7th Pay Commission Exclusive: A good news is coming for the central government employees. If sources are to be believed, the fitment factor can be abolished for the increase of salary in the next pay commission. A new formula will be brought in its place. With this new formula, the salary of central employees will increase. Recently, the Central Government has refused to give 18 months DA arrears to the employees. In such a situation, employees can get some relief from the new discussion. However, the new formula is likely to be implemented not yet after 2024.
Basic salary will be fixed every year
The recommendations of the 7th Pay Commission were implemented in 2016. 5 years have passed since that point. According to sources, to decide the salary of central employees (CG Employee Salary), the salary of central employees will be fixed every year with the new formula in the 8th Pay Commission (8th Pay Commission). However, no confirmation has been made by the government in this matter. Sources believe that now is the time when the formula for increasing salary apart from Pay Commission should be considered. Cost of living is increasing continuously. In such a situation, increasing the salary of the employees every year would be a better option.
What is the new formula that is being discussed?
Aykroyd formula can be considered for increase in the salary of central employees. This new formula is being discussed for a long time. Actually, at present the minimum basic salary of government employees is decided on the basis of fitment factor. On this dearness allowance is revised every six months . But, there is no increase in the basic salary. According to experts, with the new formula, the salary of the employees will be linked to inflation rate, cost of living and performance of the employee. After the assessment of all these things, the salary will be increased every year. This will happen exactly like it happens in private sector companies.
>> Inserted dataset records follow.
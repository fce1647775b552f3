//! cursor-reroll - device identity reset for the Cursor editor
//!
//! Detects the local install, closes the editor after confirmation,
//! backs up and rewrites the identifier fields in storage.json, and
//! replaces the updater directory so the reset sticks.

use clap::Parser;
use tracing::Level;

use cursor_reroll::errors::*;
use cursor_reroll::output;
use cursor_reroll::prompt::{AssumeYes, ConfirmGate, StdinConfirm};
use cursor_reroll::reset_flow::{ResetFlow, ResetOutcome};
use reroll_core::{
    HostEnv, MatchSpec, OsFamily, PlatformProfile, ProcessController, ResetError, SystemLister,
    PROCESS_NEEDLE, SELF_MARKER,
};

// Version is embedded at build time
const VERSION: &str = env!("REROLL_VERSION");

#[derive(Parser)]
#[command(name = "cursor-reroll")]
#[command(about = "Reset the Cursor editor's device identity", long_about = None)]
#[command(version = VERSION)]
struct Cli {
    /// Close a running Cursor without asking
    #[arg(long)]
    yes: bool,

    /// Verbose step-by-step logging
    #[arg(long)]
    debug: bool,
}

fn main() {
    let cli = Cli::parse();

    let level = if cli.debug { Level::DEBUG } else { Level::WARN };
    tracing_subscriber::fmt().with_max_level(level).init();

    output::banner(VERSION);

    match run(&cli) {
        Ok(ResetOutcome::Completed(report)) => {
            output::display_report(&report);
            std::process::exit(EXIT_SUCCESS);
        }
        Ok(ResetOutcome::Declined) => {
            output::note("aborted at your request; nothing was changed");
            std::process::exit(EXIT_SUCCESS);
        }
        Err(e) => {
            output::error(&e.to_string());
            std::process::exit(exit_code_for(&e));
        }
    }
}

fn run(cli: &Cli) -> Result<ResetOutcome, ResetError> {
    let os = OsFamily::detect()?;
    let env = HostEnv::capture()?;
    let profile = PlatformProfile::resolve(os, &env);
    tracing::debug!(
        "platform {} / storage {}",
        os.as_str(),
        profile.storage_path.display()
    );

    let spec = MatchSpec::for_current_process(PROCESS_NEEDLE, SELF_MARKER);
    let controller = ProcessController::new(SystemLister::new(), spec);
    let gate: Box<dyn ConfirmGate> = if cli.yes {
        Box::new(AssumeYes)
    } else {
        Box::new(StdinConfirm)
    };

    ResetFlow::new(profile, controller, gate).run()
}
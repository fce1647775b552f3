//! Confirmation prompt before Cursor is closed
//!
//! The only interactive moment in a run. Behind a trait so the flow
//! can be driven by scripted answers in tests and by `--yes` in
//! automation.

use reroll_core::ProcessHandle;
use std::io::{self, BufRead, Write};

use crate::output;

/// Most matching processes shown before eliding the rest
const MAX_LISTED: usize = 5;

/// Decides whether the running editor may be force-closed
pub trait ConfirmGate {
    /// `matches` is the non-empty list of processes about to be killed.
    /// Returns `Ok(false)` to abort the run without touching anything.
    fn confirm_close(&mut self, matches: &[ProcessHandle]) -> io::Result<bool>;
}

/// Interactive stdin prompt, default no
pub struct StdinConfirm;

impl ConfirmGate for StdinConfirm {
    fn confirm_close(&mut self, matches: &[ProcessHandle]) -> io::Result<bool> {
        println!();
        output::warning(&format!(
            "Cursor is running ({} matching process{}):",
            matches.len(),
            if matches.len() == 1 { "" } else { "es" }
        ));
        for handle in matches.iter().take(MAX_LISTED) {
            output::detail(&format!("{} (pid {})", handle.name, handle.pid));
        }
        if matches.len() > MAX_LISTED {
            output::detail(&format!("... and {} more", matches.len() - MAX_LISTED));
        }
        println!();
        print!("Close Cursor now? Unsaved work will be lost. [y/N] ");
        io::stdout().flush()?;

        let mut input = String::new();
        io::stdin().lock().read_line(&mut input)?;
        Ok(is_affirmative(&input))
    }
}

/// Non-interactive gate for `--yes`
pub struct AssumeYes;

impl ConfirmGate for AssumeYes {
    fn confirm_close(&mut self, matches: &[ProcessHandle]) -> io::Result<bool> {
        output::note(&format!(
            "--yes given; closing {} matching process{} without asking",
            matches.len(),
            if matches.len() == 1 { "" } else { "es" }
        ));
        Ok(true)
    }
}

/// Only an explicit yes counts; empty input and anything else is no
fn is_affirmative(input: &str) -> bool {
    let answer = input.trim();
    answer.eq_ignore_ascii_case("y") || answer.eq_ignore_ascii_case("yes")
}
//! Core library for cursor-reroll
//!
//! Everything the reset pipeline needs, minus the terminal: platform
//! path lookup, process detection and kill, identity generation, the
//! storage document, timestamped backups, and updater suppression.
//! The CLI crate sequences these into the actual reset flow.

pub mod backup;
pub mod error;
pub mod identity;
pub mod platform;
pub mod process;
pub mod storage;
pub mod updater;

pub use backup::{list_backups, snapshot, BackupRecord, BACKUP_SUFFIX};
pub use error::ResetError;
pub use identity::{
    DeviceIdentity, KEY_DEV_DEVICE_ID, KEY_MAC_MACHINE_ID, KEY_MACHINE_ID,
};
pub use platform::{
    HostEnv, OsFamily, PlatformProfile, PROCESS_NEEDLE, PRODUCT_NAME, SELF_MARKER,
};
pub use process::{
    MatchSpec, ProcessController, ProcessHandle, ProcessLister, QueryError, SystemLister,
    SETTLE_DELAY,
};
pub use storage::{ensure_parent, load_or_empty, merge_identity, persist, StorageDoc};
pub use updater::suppress;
Why can a new formula be created?
The focus of the government is that all categories of employees get equal benefits. Right now there is a big difference in everyone’s salary according to the grade-pay. But, with the advent of new formulas, an attempt can be made to bridge this gap as well. There are currently 14 pay grades in government departments. Every pay grade includes employees to officers. But, there is a big difference in their salary. An official of the Finance Ministry told Zee Business Digital that the government’s aim is to improve the living conditions of central employees. The suggestion of a new formula is good, but no such formula has been discussed so far. It is too early to say what will happen in the 8th Pay Commission.
Salary will increase with the inflation of food and clothing
These days inflation is increasing continuously. But, the increase in salary is much less than that. Justice Mathur had indicated at the time of the recommendations of the 7th Pay Commission that we now want to move the pay structure towards the new formula (Aykroyd Formula). In this, the salary is decided keeping in mind the cost of living. The need of the hour is that employees should be given salary as compared to inflation. Let us tell you, the Aykroyd formula was given by the author Wallace Ruddell Aykroyd. He believed that food and clothes are most important for the common man. With the increase in their price, the salary of the employees should increase.
Salary was increased due to fitment factor in 7th pay commission
Under the 7th Pay Commission (7th Pay Commission), the Central Government had revised the minimum salary of the employees from the fitment factor. In this, the basic salary was increased from Rs 7,000 to Rs 18,000 on pay-grade 3. Justice Mathur had said in the recommendation that the government should review the salaries of central employees every year according to the consumer price index.